• Work required
Take the data below and filter it for lines containing the word "DESC"; show each line found.

<<<<

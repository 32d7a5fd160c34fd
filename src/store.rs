use crate::conversation::conversation_id;
use crate::db::DbPool;
use crate::models::{Message, User};
use chrono::Utc;
use uuid::Uuid;

/// Message window for the HTML chat view.
pub const VIEW_LIMIT: i64 = 25;
/// Message window for the JSON API.
pub const API_LIMIT: i64 = 50;

/// Record store keyed by username. Table name comes from configuration, so
/// queries interpolate it; all values stay bound.
#[derive(Clone)]
pub struct UserStore {
    pool: DbPool,
    table: String,
}

impl UserStore {
    pub fn new(pool: DbPool, table: String) -> Self {
        UserStore { pool, table }
    }

    /// Looks up a user by exact username, creating the record on first login
    /// and bumping `last_active` on every later one. `created_at` is set once
    /// and never touched again.
    pub async fn get_or_create(&self, username: &str) -> Result<User, sqlx::Error> {
        let existing = self.find(username).await?;

        let now = Utc::now();
        match existing {
            Some(mut user) => {
                sqlx::query(&format!(
                    "UPDATE {} SET last_active = ? WHERE username = ?",
                    self.table
                ))
                .bind(now.to_rfc3339())
                .bind(username)
                .execute(self.pool.as_ref())
                .await?;
                user.last_active = now;
                Ok(user)
            }
            None => {
                let user = User {
                    username: username.to_string(),
                    created_at: now,
                    last_active: now,
                };
                sqlx::query(&format!(
                    "INSERT INTO {} (username, created_at, last_active) VALUES (?, ?, ?)",
                    self.table
                ))
                .bind(&user.username)
                .bind(user.created_at.to_rfc3339())
                .bind(user.last_active.to_rfc3339())
                .execute(self.pool.as_ref())
                .await?;
                Ok(user)
            }
        }
    }

    pub async fn find(&self, username: &str) -> Result<Option<User>, sqlx::Error> {
        sqlx::query_as::<_, User>(&format!(
            "SELECT username, created_at, last_active FROM {} WHERE username = ?",
            self.table
        ))
        .bind(username)
        .fetch_optional(self.pool.as_ref())
        .await
    }

    /// Full roster, sorted ascending by username. No pagination; the
    /// directory is expected to stay small.
    pub async fn list_all(&self) -> Result<Vec<User>, sqlx::Error> {
        sqlx::query_as::<_, User>(&format!(
            "SELECT username, created_at, last_active FROM {} ORDER BY username ASC",
            self.table
        ))
        .fetch_all(self.pool.as_ref())
        .await
    }

    /// Cheap reachability probe used by the health endpoint.
    pub async fn ping(&self) -> Result<(), sqlx::Error> {
        sqlx::query_scalar::<_, i64>(&format!("SELECT COUNT(*) FROM {}", self.table))
            .fetch_one(self.pool.as_ref())
            .await?;
        Ok(())
    }
}

/// Append-only log of chat messages, addressed by conversation id and read
/// through the (conversation_id, timestamp DESC) index.
#[derive(Clone)]
pub struct MessageStore {
    pool: DbPool,
    table: String,
}

impl MessageStore {
    pub fn new(pool: DbPool, table: String) -> Self {
        MessageStore { pool, table }
    }

    /// Writes one message. Callers must reject empty text before calling;
    /// duplicate calls write duplicate messages. Same-millisecond messages
    /// have no defined relative order.
    pub async fn append(
        &self,
        from_user: &str,
        to_user: &str,
        text: &str,
    ) -> Result<Message, sqlx::Error> {
        let now = Utc::now();
        let message = Message {
            message_id: Uuid::new_v4().to_string(),
            conversation_id: conversation_id(from_user, to_user),
            timestamp: now.timestamp_millis(),
            from_user: from_user.to_string(),
            to_user: to_user.to_string(),
            message_text: text.to_string(),
            created_at: now,
        };

        sqlx::query(&format!(
            r#"
            INSERT INTO {} (message_id, conversation_id, timestamp, from_user, to_user, message_text, created_at)
            VALUES (?, ?, ?, ?, ?, ?, ?)
            "#,
            self.table
        ))
        .bind(&message.message_id)
        .bind(&message.conversation_id)
        .bind(message.timestamp)
        .bind(&message.from_user)
        .bind(&message.to_user)
        .bind(&message.message_text)
        .bind(message.created_at.to_rfc3339())
        .execute(self.pool.as_ref())
        .await?;

        Ok(message)
    }

    /// The `limit` most recent messages for the pair, reversed into ascending
    /// chronological order for display.
    pub async fn fetch_recent(
        &self,
        user_a: &str,
        user_b: &str,
        limit: i64,
    ) -> Result<Vec<Message>, sqlx::Error> {
        let mut messages = self.fetch_latest(user_a, user_b, limit).await?;
        messages.reverse();
        Ok(messages)
    }

    /// The `limit` most recent messages for the pair, newest first, straight
    /// off the index scan. This is what the JSON API serves.
    pub async fn fetch_latest(
        &self,
        user_a: &str,
        user_b: &str,
        limit: i64,
    ) -> Result<Vec<Message>, sqlx::Error> {
        sqlx::query_as::<_, Message>(&format!(
            r#"
            SELECT message_id, conversation_id, timestamp, from_user, to_user, message_text, created_at
            FROM {}
            WHERE conversation_id = ?
            ORDER BY timestamp DESC
            LIMIT ?
            "#,
            self.table
        ))
        .bind(conversation_id(user_a, user_b))
        .bind(limit)
        .fetch_all(self.pool.as_ref())
        .await
    }

    pub async fn ping(&self) -> Result<(), sqlx::Error> {
        sqlx::query_scalar::<_, i64>(&format!("SELECT COUNT(*) FROM {}", self.table))
            .fetch_one(self.pool.as_ref())
            .await?;
        Ok(())
    }
}

#[cfg(test)]
mod tests {
    use super::*;
    use crate::config::Config;
    use crate::db;
    use sqlx::sqlite::SqlitePoolOptions;
    use std::sync::Arc;
    use std::time::Duration;

    fn test_config() -> Config {
        Config {
            database_url: "sqlite::memory:".to_string(),
            users_table: "users".to_string(),
            messages_table: "messages".to_string(),
            session_secret: "0123456789abcdef0123456789abcdef".to_string(),
            port: 0,
        }
    }

    async fn test_stores() -> (UserStore, MessageStore) {
        let config = test_config();
        // A single connection keeps every query on the same in-memory db.
        let pool = SqlitePoolOptions::new()
            .max_connections(1)
            .connect(&config.database_url)
            .await
            .unwrap();
        db::create_schema(&pool, &config).await.unwrap();
        let pool = Arc::new(pool);
        (
            UserStore::new(pool.clone(), config.users_table),
            MessageStore::new(pool, config.messages_table),
        )
    }

    #[tokio::test]
    async fn get_or_create_preserves_created_at() {
        let (users, _) = test_stores().await;

        let first = users.get_or_create("alice").await.unwrap();
        assert_eq!(first.created_at, first.last_active);

        tokio::time::sleep(Duration::from_millis(5)).await;
        let second = users.get_or_create("alice").await.unwrap();
        assert_eq!(second.created_at, first.created_at);
        assert!(second.last_active >= first.last_active);
    }

    #[tokio::test]
    async fn roster_is_sorted_by_username() {
        let (users, _) = test_stores().await;
        for name in ["zeta", "alpha", "mike"] {
            users.get_or_create(name).await.unwrap();
        }

        let roster: Vec<String> = users
            .list_all()
            .await
            .unwrap()
            .into_iter()
            .map(|u| u.username)
            .collect();
        assert_eq!(roster, vec!["alpha", "mike", "zeta"]);
    }

    #[tokio::test]
    async fn fetch_recent_is_chronological() {
        let (_, messages) = test_stores().await;
        for text in ["hi", "there", "!"] {
            messages.append("alice", "bob", text).await.unwrap();
            tokio::time::sleep(Duration::from_millis(2)).await;
        }

        let thread = messages.fetch_recent("alice", "bob", VIEW_LIMIT).await.unwrap();
        let texts: Vec<&str> = thread.iter().map(|m| m.message_text.as_str()).collect();
        assert_eq!(texts, vec!["hi", "there", "!"]);
    }

    #[tokio::test]
    async fn fetch_recent_is_symmetric_in_participants() {
        let (_, messages) = test_stores().await;
        messages.append("alice", "bob", "hey").await.unwrap();
        tokio::time::sleep(Duration::from_millis(2)).await;
        messages.append("bob", "alice", "hey yourself").await.unwrap();

        let ab = messages.fetch_recent("alice", "bob", VIEW_LIMIT).await.unwrap();
        let ba = messages.fetch_recent("bob", "alice", VIEW_LIMIT).await.unwrap();
        let ids = |ms: &[Message]| ms.iter().map(|m| m.message_id.clone()).collect::<Vec<_>>();
        assert_eq!(ids(&ab), ids(&ba));
        assert_eq!(ab.len(), 2);
    }

    #[tokio::test]
    async fn fetch_recent_honors_the_window() {
        let (_, messages) = test_stores().await;
        for i in 0..30 {
            messages.append("alice", "bob", &format!("m{i}")).await.unwrap();
            tokio::time::sleep(Duration::from_millis(2)).await;
        }

        let thread = messages.fetch_recent("alice", "bob", VIEW_LIMIT).await.unwrap();
        assert_eq!(thread.len(), VIEW_LIMIT as usize);
        // Oldest five fall off; the window still reads oldest-to-newest.
        assert_eq!(thread.first().unwrap().message_text, "m5");
        assert_eq!(thread.last().unwrap().message_text, "m29");
    }

    #[tokio::test]
    async fn fetch_latest_is_newest_first() {
        let (_, messages) = test_stores().await;
        for text in ["one", "two", "three"] {
            messages.append("alice", "bob", text).await.unwrap();
            tokio::time::sleep(Duration::from_millis(2)).await;
        }

        let latest = messages.fetch_latest("alice", "bob", API_LIMIT).await.unwrap();
        let texts: Vec<&str> = latest.iter().map(|m| m.message_text.as_str()).collect();
        assert_eq!(texts, vec!["three", "two", "one"]);
    }
}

>>>>

• Finished exercise
/// through the (conversation_id, timestamp DESC) index.
            ORDER BY timestamp DESC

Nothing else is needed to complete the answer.